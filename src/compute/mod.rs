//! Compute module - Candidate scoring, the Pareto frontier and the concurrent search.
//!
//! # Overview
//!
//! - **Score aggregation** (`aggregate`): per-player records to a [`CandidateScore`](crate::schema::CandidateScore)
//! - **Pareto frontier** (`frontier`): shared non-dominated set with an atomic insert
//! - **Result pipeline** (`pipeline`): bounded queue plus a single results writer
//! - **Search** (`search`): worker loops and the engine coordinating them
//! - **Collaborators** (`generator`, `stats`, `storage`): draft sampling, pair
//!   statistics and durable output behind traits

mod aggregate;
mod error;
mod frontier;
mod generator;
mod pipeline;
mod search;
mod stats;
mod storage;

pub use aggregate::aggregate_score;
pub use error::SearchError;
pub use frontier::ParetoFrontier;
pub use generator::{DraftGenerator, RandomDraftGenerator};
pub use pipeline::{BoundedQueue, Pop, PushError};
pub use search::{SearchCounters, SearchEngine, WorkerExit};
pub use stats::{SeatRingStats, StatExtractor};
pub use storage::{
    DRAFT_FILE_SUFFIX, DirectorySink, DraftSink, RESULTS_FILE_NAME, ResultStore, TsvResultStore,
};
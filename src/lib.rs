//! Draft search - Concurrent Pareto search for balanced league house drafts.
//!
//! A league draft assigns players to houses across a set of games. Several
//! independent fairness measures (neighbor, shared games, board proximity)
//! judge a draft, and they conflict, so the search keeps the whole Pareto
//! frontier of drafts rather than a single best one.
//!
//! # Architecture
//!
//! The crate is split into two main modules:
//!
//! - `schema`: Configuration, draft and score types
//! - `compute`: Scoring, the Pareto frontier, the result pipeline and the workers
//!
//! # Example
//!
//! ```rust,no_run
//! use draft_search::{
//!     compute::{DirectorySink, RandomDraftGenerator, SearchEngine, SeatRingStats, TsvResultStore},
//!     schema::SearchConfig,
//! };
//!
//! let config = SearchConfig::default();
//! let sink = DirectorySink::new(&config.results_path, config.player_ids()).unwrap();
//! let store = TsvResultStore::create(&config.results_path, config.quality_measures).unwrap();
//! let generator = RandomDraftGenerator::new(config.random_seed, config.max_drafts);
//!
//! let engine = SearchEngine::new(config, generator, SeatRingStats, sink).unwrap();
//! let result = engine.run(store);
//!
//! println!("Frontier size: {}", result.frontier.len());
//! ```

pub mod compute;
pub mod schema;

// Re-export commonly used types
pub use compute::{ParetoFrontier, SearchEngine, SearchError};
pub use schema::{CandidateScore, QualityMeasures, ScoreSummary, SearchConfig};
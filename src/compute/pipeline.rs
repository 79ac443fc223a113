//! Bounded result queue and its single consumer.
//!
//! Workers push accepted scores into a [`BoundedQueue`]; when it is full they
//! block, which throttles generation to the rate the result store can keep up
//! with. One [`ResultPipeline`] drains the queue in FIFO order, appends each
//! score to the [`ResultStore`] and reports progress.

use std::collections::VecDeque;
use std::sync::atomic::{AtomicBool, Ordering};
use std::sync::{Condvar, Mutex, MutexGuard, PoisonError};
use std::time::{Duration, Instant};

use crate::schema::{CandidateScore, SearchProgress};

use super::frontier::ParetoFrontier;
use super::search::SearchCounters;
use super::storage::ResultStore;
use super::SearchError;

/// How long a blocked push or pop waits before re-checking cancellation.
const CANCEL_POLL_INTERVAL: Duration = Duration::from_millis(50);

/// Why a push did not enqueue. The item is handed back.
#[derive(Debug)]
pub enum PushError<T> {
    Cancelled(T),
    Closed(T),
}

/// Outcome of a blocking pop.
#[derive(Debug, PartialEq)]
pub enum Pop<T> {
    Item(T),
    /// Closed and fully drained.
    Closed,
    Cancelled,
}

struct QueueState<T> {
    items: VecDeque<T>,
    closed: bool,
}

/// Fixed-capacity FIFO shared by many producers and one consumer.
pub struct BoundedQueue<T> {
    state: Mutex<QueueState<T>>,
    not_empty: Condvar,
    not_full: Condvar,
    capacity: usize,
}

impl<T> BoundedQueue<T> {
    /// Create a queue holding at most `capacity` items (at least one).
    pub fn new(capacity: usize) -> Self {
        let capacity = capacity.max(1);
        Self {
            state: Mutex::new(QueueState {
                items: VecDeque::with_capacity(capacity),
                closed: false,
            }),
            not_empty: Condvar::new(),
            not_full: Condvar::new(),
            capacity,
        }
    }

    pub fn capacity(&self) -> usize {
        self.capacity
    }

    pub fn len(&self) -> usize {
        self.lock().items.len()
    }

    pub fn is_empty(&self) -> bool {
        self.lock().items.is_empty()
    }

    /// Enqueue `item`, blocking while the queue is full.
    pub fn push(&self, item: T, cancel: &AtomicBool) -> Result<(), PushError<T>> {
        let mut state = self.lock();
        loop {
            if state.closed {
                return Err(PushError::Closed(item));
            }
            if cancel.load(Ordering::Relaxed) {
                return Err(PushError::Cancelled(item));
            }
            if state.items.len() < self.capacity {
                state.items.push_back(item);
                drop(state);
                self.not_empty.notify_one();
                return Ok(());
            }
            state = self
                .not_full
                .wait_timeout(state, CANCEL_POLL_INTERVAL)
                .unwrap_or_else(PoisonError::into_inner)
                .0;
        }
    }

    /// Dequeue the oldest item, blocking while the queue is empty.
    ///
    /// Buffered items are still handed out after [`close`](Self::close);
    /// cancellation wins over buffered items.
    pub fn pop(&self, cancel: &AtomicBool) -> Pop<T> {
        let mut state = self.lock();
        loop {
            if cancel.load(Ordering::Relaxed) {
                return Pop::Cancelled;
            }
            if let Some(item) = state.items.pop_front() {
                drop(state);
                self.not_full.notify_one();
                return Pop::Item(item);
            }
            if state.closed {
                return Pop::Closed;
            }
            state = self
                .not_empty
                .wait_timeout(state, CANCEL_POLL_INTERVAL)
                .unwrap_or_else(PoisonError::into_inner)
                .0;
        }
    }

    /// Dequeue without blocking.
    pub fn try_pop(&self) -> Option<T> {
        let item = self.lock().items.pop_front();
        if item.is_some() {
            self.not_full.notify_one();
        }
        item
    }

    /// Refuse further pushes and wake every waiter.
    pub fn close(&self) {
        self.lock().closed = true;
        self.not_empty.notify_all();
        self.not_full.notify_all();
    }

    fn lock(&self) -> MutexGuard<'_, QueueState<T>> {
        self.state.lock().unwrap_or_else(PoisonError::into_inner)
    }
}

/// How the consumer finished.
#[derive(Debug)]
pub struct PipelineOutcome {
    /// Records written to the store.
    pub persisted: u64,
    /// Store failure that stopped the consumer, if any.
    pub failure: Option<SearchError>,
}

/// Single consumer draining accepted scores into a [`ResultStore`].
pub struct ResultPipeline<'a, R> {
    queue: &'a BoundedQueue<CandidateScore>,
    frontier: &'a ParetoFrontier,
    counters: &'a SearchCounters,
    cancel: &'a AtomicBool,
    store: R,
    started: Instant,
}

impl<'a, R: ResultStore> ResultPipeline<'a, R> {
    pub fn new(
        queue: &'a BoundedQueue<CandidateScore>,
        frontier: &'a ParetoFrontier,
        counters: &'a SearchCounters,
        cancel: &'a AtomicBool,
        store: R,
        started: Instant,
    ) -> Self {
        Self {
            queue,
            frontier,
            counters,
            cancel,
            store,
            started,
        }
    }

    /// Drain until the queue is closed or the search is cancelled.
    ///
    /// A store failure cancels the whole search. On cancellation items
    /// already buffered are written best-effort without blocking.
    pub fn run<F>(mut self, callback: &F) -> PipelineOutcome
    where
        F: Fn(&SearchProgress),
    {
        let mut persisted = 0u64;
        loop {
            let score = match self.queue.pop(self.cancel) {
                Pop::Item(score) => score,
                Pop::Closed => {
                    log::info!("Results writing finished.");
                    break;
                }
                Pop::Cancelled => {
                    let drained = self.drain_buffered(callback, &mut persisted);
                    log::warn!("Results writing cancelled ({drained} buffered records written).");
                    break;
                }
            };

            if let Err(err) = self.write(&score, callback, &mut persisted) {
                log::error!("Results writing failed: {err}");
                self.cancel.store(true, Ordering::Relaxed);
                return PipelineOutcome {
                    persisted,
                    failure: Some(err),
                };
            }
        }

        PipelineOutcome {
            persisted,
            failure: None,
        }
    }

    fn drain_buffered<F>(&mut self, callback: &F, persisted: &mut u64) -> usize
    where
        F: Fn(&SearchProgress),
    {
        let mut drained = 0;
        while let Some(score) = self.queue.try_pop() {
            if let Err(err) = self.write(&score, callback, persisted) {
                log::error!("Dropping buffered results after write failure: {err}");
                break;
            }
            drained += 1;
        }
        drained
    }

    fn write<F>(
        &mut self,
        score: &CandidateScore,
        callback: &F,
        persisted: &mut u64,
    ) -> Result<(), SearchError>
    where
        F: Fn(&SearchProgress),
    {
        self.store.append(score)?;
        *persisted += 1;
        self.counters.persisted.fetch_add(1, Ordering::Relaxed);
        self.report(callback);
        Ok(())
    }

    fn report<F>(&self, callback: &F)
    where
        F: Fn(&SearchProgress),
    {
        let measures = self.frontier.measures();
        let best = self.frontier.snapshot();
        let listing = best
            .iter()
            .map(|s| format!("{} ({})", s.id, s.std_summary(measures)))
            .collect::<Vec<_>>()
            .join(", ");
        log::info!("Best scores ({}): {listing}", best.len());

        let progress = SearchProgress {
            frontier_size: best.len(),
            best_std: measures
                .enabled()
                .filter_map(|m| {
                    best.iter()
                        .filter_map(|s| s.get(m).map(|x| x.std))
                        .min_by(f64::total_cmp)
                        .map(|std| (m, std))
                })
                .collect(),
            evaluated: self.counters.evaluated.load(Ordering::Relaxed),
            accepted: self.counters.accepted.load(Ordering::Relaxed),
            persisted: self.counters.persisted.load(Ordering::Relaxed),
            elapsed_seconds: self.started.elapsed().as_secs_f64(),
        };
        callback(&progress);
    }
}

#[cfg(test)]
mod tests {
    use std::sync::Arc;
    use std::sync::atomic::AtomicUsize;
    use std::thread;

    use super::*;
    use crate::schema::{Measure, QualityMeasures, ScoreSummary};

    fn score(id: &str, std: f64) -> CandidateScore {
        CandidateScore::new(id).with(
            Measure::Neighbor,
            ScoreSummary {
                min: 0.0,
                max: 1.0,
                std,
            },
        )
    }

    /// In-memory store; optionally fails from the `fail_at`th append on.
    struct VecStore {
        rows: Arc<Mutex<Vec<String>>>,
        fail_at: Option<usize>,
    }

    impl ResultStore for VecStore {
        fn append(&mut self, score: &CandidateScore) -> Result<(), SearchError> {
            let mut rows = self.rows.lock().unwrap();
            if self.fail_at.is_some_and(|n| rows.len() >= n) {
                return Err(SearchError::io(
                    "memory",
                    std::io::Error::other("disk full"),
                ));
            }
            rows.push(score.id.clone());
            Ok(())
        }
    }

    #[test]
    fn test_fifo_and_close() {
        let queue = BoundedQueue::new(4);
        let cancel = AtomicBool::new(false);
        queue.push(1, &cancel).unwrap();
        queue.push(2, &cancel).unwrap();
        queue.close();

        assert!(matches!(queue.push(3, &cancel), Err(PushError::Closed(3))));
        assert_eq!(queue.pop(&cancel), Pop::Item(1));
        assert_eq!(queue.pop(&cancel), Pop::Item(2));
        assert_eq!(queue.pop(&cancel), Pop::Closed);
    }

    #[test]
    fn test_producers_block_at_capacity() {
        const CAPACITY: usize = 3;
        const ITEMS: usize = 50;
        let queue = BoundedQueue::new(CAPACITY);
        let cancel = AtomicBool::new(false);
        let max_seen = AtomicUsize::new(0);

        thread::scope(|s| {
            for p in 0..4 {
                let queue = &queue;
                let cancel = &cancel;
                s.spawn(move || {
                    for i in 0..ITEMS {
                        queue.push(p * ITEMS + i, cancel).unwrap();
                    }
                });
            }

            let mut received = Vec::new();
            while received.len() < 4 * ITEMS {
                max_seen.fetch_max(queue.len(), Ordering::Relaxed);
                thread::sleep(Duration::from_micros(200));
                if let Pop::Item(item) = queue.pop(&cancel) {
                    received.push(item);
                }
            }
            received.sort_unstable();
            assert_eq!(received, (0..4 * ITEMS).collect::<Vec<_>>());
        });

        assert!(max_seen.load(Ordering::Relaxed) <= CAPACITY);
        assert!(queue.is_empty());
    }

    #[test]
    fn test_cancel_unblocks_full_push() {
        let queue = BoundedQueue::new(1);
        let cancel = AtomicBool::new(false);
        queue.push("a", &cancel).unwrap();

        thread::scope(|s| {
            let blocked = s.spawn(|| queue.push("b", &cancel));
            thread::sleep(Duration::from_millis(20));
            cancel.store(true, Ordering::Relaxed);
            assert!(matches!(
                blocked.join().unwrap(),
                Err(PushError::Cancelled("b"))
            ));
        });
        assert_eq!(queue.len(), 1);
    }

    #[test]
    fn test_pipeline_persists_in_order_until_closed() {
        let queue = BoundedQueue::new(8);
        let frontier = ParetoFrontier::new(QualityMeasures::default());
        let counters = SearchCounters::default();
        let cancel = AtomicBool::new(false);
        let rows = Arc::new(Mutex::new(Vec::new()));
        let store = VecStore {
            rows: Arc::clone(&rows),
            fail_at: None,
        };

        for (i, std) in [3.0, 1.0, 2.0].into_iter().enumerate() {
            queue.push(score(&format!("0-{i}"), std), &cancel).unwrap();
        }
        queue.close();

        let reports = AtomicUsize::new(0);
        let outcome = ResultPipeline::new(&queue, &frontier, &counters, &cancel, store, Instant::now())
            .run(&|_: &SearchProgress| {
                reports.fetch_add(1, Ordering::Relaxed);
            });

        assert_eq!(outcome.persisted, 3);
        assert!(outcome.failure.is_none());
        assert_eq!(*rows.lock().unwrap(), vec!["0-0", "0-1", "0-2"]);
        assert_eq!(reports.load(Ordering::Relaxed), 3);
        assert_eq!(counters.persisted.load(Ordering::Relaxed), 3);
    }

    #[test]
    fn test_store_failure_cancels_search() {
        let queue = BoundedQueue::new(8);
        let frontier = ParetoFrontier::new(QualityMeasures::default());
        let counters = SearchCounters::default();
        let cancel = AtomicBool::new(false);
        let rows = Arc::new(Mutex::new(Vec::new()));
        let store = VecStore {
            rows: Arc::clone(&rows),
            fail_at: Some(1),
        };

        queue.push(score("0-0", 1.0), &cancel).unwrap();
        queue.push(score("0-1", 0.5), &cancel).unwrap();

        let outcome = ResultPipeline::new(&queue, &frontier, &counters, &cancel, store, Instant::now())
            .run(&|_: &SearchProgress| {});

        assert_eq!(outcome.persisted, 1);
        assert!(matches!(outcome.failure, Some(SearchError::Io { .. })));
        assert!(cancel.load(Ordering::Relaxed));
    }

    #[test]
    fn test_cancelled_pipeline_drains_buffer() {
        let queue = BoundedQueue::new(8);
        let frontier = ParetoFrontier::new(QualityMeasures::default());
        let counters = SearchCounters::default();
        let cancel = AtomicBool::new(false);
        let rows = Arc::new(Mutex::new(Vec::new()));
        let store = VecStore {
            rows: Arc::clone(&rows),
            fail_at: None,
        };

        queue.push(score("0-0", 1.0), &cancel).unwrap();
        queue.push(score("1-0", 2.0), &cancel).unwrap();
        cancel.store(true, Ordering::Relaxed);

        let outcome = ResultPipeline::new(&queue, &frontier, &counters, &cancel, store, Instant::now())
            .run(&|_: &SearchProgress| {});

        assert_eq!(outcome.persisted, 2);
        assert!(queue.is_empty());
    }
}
--------------------------------
All that is wanted is the run of lines from the start of the data through the line containing "- **Score aggregation**", copied word for word.

> **Solution to this problem**:
filename src/compute/mod.rs
//! Compute module - Candidate scoring, the Pareto frontier and the concurrent search.
//!
//! # Overview
//!
//! - **Score aggregation** (`aggregate`): per-player records to a [`CandidateScore`](crate::schema::CandidateScore)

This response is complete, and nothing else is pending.